Mais revenons à nos moutons ! Cela avançait-il du côté de mon père ?
« Je l'ai vu trois fois. La première fois à sa boutique, nous nous sommes disputés. La seconde fois, pour lui remettre une invitation à un dîner. La troisième fois, à ce fameux dîner qui ne tourna pas comme je l'espérais. » Je ne pensais pas qu’autant de tentatives avaient été nécessaires. Surtout que cela ne semblait pas aboutir à quoi que ce soit de concret. J’étais bien naïve de croire à la facilité.
« Il a accepté de venir au dîner, c’est rare. Disons que c’est un premier pas. » Il sembla s’excuser du regard avant de me conforter dans mon espoir.
« Je ne compte pas laisser tomber, tu sais ? Surtout après ce que tu m'a confié. » Je tenais à m’excuser de ces confidences, surtout maintenant qu’il y faisait référence. Je ne savais pas vraiment ce que j’attendais de son aide. Qu’est-ce qui pouvait encore changer ? Puis il prit ma main et mon regard resta un instant bloqué par ce geste avant de rencontrer le sien qui ne semblait ne pas vouloir me lâcher.
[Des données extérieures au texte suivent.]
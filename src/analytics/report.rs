//! HTML rendering of a run's log panel

use crate::race::format_tokens;
use crate::simulation::RunReport;
use anyhow::{Context, Result};
use minijinja::{context, Environment};
use std::fs::{self, File};
use std::io::Write;
use tracing::info;

const TEMPLATE: &str = r#"<!DOCTYPE html>
<html lang="en">
<head>
    <meta charset="UTF-8">
    <meta name="viewport" content="width=device-width, initial-scale=1.0">
    <title>Karera DS - Race {{ started_at }}</title>
    <style>
        :root {
            --bg-primary: #0a0a0a;
            --bg-card: #1c1c1c;
            --text-primary: #ffffff;
            --text-secondary: #888888;
            --accent-purple: #8b5cf6;
            --accent-cyan: #22d3ee;
            --accent-green: #10b981;
            --accent-red: #ef4444;
            --accent-orange: #f59e0b;
        }
        body {
            font-family: 'Inter', -apple-system, BlinkMacSystemFont, 'Segoe UI', Roboto, sans-serif;
            background: var(--bg-primary);
            color: var(--text-primary);
            margin: 0;
        }
        .container { max-width: 960px; margin: 0 auto; padding: 2rem; }
        header { text-align: center; padding: 2rem 0; }
        header .timestamp { color: var(--text-secondary); font-size: 0.875rem; }
        .stats { display: grid; grid-template-columns: repeat(3, 1fr); gap: 1rem; margin-bottom: 2rem; }
        .stat { background: var(--bg-card); border-radius: 12px; padding: 1rem; }
        .stat .label { color: var(--text-secondary); font-size: 0.8rem; }
        .stat .value { font-size: 1.4rem; font-weight: 700; }
        .log { background: var(--bg-card); border-radius: 12px; padding: 1rem; font-family: monospace; }
        .log div { white-space: pre; }
        .log .time { color: var(--text-secondary); margin-right: 0.75rem; }
        .info { color: var(--text-primary); }
        .success { color: var(--accent-green); }
        .warning { color: var(--accent-orange); }
        .error { color: var(--accent-red); }
        .header { color: var(--accent-purple); font-weight: 700; }
        .phase { color: var(--accent-cyan); font-weight: 700; }
        .race { color: #facc15; }
        .reward { color: var(--accent-green); font-weight: 700; }
    </style>
</head>
<body>
<div class="container">
    <header>
        <h1>Karera DS</h1>
        <div>Horse racing simulation</div>
        <div class="timestamp">{{ started_at }} &rarr; {{ finished_at }}</div>
    </header>

    <div class="stats">
        <div class="stat"><div class="label">1st</div><div class="value">#{{ race.first.id }} {{ race.first.name }}</div></div>
        <div class="stat"><div class="label">2nd</div><div class="value">#{{ race.second.id }} {{ race.second.name }}</div></div>
        <div class="stat"><div class="label">3rd</div><div class="value">#{{ race.third.id }} {{ race.third.name }}</div></div>
        <div class="stat"><div class="label">Total pot</div><div class="value">{{ total_pot }} tokens</div></div>
        <div class="stat"><div class="label">Winning bets</div><div class="value">{{ winners }}</div></div>
        <div class="stat"><div class="label">Reward per winner</div><div class="value">{{ reward_per_winner }} tokens</div></div>
    </div>

    <div class="log">
    {% for entry in log %}
        <div class="{{ entry.category }}"><span class="time">{{ entry.timestamp }}</span>{{ entry.message }}</div>
    {% endfor %}
    </div>
</div>
</body>
</html>
"#;

/// Render a run as a standalone HTML page
pub fn render_report(report: &RunReport) -> Result<String> {
    let mut env = Environment::new();
    env.add_template("race.html", TEMPLATE)
        .context("Failed to load report template")?;
    let template = env
        .get_template("race.html")
        .context("Failed to load report template")?;

    template
        .render(context! {
            started_at => report.started_at.format("%Y-%m-%d %H:%M:%S UTC").to_string(),
            finished_at => report.finished_at.format("%Y-%m-%d %H:%M:%S UTC").to_string(),
            race => &report.race,
            total_pot => format_tokens(report.payout.total_pot),
            winners => report.payout.winners.len(),
            reward_per_winner => format_tokens(report.payout.reward_per_winner),
            log => &report.log,
        })
        .context("Failed to render report")
}

/// Write the HTML report of a run to `output_path`
pub fn generate_report(report: &RunReport, output_path: &str) -> Result<String> {
    if let Some(parent) = std::path::Path::new(output_path).parent() {
        fs::create_dir_all(parent)?;
    }

    let html = render_report(report)?;

    let mut file = File::create(output_path).context("Failed to create report file")?;
    file.write_all(html.as_bytes())
        .context("Failed to write report file")?;

    info!("Report generated: {}", output_path);
    Ok(output_path.to_string())
}
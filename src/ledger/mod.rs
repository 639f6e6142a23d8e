//! Ledger access
//!
//! The console never talks to a node directly. Everything goes through a
//! `LedgerClient`, which knows how to dry-run a contract message as a query
//! and how to sign and submit it as a transaction.

pub mod contract;
pub mod memory;

use async_trait::async_trait;
use serde::{Deserialize, Serialize};
use serde_json::Value;
use std::fmt;
use thiserror::Error;

pub use contract::{BetRecord, RaceContract, RewardRecord};
pub use memory::MemoryLedger;

/// Errors surfaced by a ledger client
#[derive(Debug, Error)]
pub enum LedgerError {
    #[error("Contract or account not connected")]
    NotConnected,

    #[error("No signing account selected")]
    NoSigner,

    #[error("{method} rejected: {reason}")]
    Rejected { method: String, reason: String },

    #[error("Failed to decode {method} output: {reason}")]
    Decode { method: String, reason: String },

    #[error("Ledger state error: {0}")]
    State(String),
}

impl LedgerError {
    pub fn rejected(method: &str, reason: impl Into<String>) -> Self {
        Self::Rejected {
            method: method.to_string(),
            reason: reason.into(),
        }
    }

    pub fn decode(method: &str, reason: impl Into<String>) -> Self {
        Self::Decode {
            method: method.to_string(),
            reason: reason.into(),
        }
    }
}

/// Hash of the block a transaction was included in
#[derive(Debug, Clone, PartialEq, Eq, Serialize, Deserialize)]
pub struct BlockHash(pub String);

impl fmt::Display for BlockHash {
    fn fmt(&self, f: &mut fmt::Formatter<'_>) -> fmt::Result {
        f.write_str(&self.0)
    }
}

/// Capability to call the deployed contract
#[async_trait]
pub trait LedgerClient: Send + Sync {
    /// Whether node and contract are both reachable
    fn is_connected(&self) -> bool;

    /// Address of the account that signs transactions
    fn signer(&self) -> Option<String>;

    /// Read-only call. Returns the decoded, human-readable output.
    async fn query(&self, method: &str, args: &[Value]) -> Result<Value, LedgerError>;

    /// Signed call carrying `value` units. Resolves once included in a block.
    async fn transact(
        &self,
        method: &str,
        args: &[Value],
        value: u128,
    ) -> Result<BlockHash, LedgerError>;
}
//! Simulation log and progress events

use serde::{Deserialize, Serialize};
use std::fmt;
use tracing::debug;

/// Tracing target of mirrored log entries
pub const MIRROR_TARGET: &str = "karera::log";

/// Kind of a log line, drives its colour in the rendered log
#[derive(Debug, Clone, Copy, PartialEq, Eq, Serialize, Deserialize)]
#[serde(rename_all = "lowercase")]
pub enum LogCategory {
    Info,
    Success,
    Warning,
    Error,
    Header,
    Phase,
    Race,
    Reward,
}

impl LogCategory {
    pub fn as_str(self) -> &'static str {
        match self {
            LogCategory::Info => "info",
            LogCategory::Success => "success",
            LogCategory::Warning => "warning",
            LogCategory::Error => "error",
            LogCategory::Header => "header",
            LogCategory::Phase => "phase",
            LogCategory::Race => "race",
            LogCategory::Reward => "reward",
        }
    }
}

/// One line of the simulation log
#[derive(Debug, Clone, PartialEq, Eq, Serialize, Deserialize)]
pub struct LogEntry {
    /// Local wall-clock time, `HH:MM:SS`
    pub timestamp: String,
    pub message: String,
    pub category: LogCategory,
}

impl LogEntry {
    pub fn new(message: impl Into<String>, category: LogCategory) -> Self {
        Self {
            timestamp: chrono::Local::now().format("%H:%M:%S").to_string(),
            message: message.into(),
            category,
        }
    }

    /// Mirror the entry to the tracing subscriber under [`MIRROR_TARGET`]
    pub fn trace(&self) {
        debug!(target: MIRROR_TARGET, category = self.category.as_str(), "{}", self.message);
    }
}

impl fmt::Display for LogEntry {
    fn fmt(&self, f: &mut fmt::Formatter<'_>) -> fmt::Result {
        write!(f, "[{}] {}", self.timestamp, self.message)
    }
}

/// Coarse progress of the simulation script
#[derive(Debug, Clone, Copy, PartialEq, Eq, Serialize, Deserialize)]
#[serde(rename_all = "lowercase")]
pub enum Phase {
    Idle,
    Setup,
    Betting,
    Racing,
    Results,
}

impl fmt::Display for Phase {
    fn fmt(&self, f: &mut fmt::Formatter<'_>) -> fmt::Result {
        let label = match self {
            Phase::Idle => "idle",
            Phase::Setup => "setup",
            Phase::Betting => "betting",
            Phase::Racing => "racing",
            Phase::Results => "results",
        };
        f.write_str(label)
    }
}

/// Update published to subscribers while a run progresses
#[derive(Debug, Clone, PartialEq, Eq)]
pub enum SimEvent {
    /// The log was cleared for a new run
    Cleared,
    Log(LogEntry),
    Phase(Phase),
}

/// Filter directives for a console that prints the log panel itself.
/// Mirrored entries are switched off so each line shows up once.
pub fn console_directives(verbose: bool) -> String {
    let level = if verbose { "debug" } else { "info" };
    format!("{level},{MIRROR_TARGET}=off")
}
« Je suis là, certes, pour toi, mais de mon plein gré. Je veux vous aider, ton frère et toi, à renouer avec ton père. Pour le moment, James est très… Hermétique, à mes visites, mes propos. Il a une volonté de fer pour refuser tout aide… » Qu’avions-nous fait pour mériter pareille aide ? Sa sincérité nue me désarçonna. Je ne comprenais vraiment pas ce qui le poussait à faire tout ça. N'avait-il pas mieux à faire ?
Ma main, sous la sienne, se réchauffa instantanément, et je crains un instant d'en brûler sa paume. Je me retins de la bouger.
« Tu penses pouvoir lui faire changer d’avis ? » J’étais bien plus inquiète à ce sujet, jamais Papa ne se détournerait de ses habitudes, surtout pour un ami revenu de je ne sais où. Quel discours avait-il pu lui servir ?
« Il oublie que je suis avocat, et que je fais toujours tout pour obtenir ce que je veux. Et là, je veux qu'il se rende compte qu'il court à sa perte. N'oublie pas de me prévenir, si tu sens des changements chez lui, ou quoique ce soit qui pourrait sortir de l'ordinaire… » En effet, il ne semblait pas prêt d’abandonner l’affaire. Cela ne me rassurait pas totalement néanmoins.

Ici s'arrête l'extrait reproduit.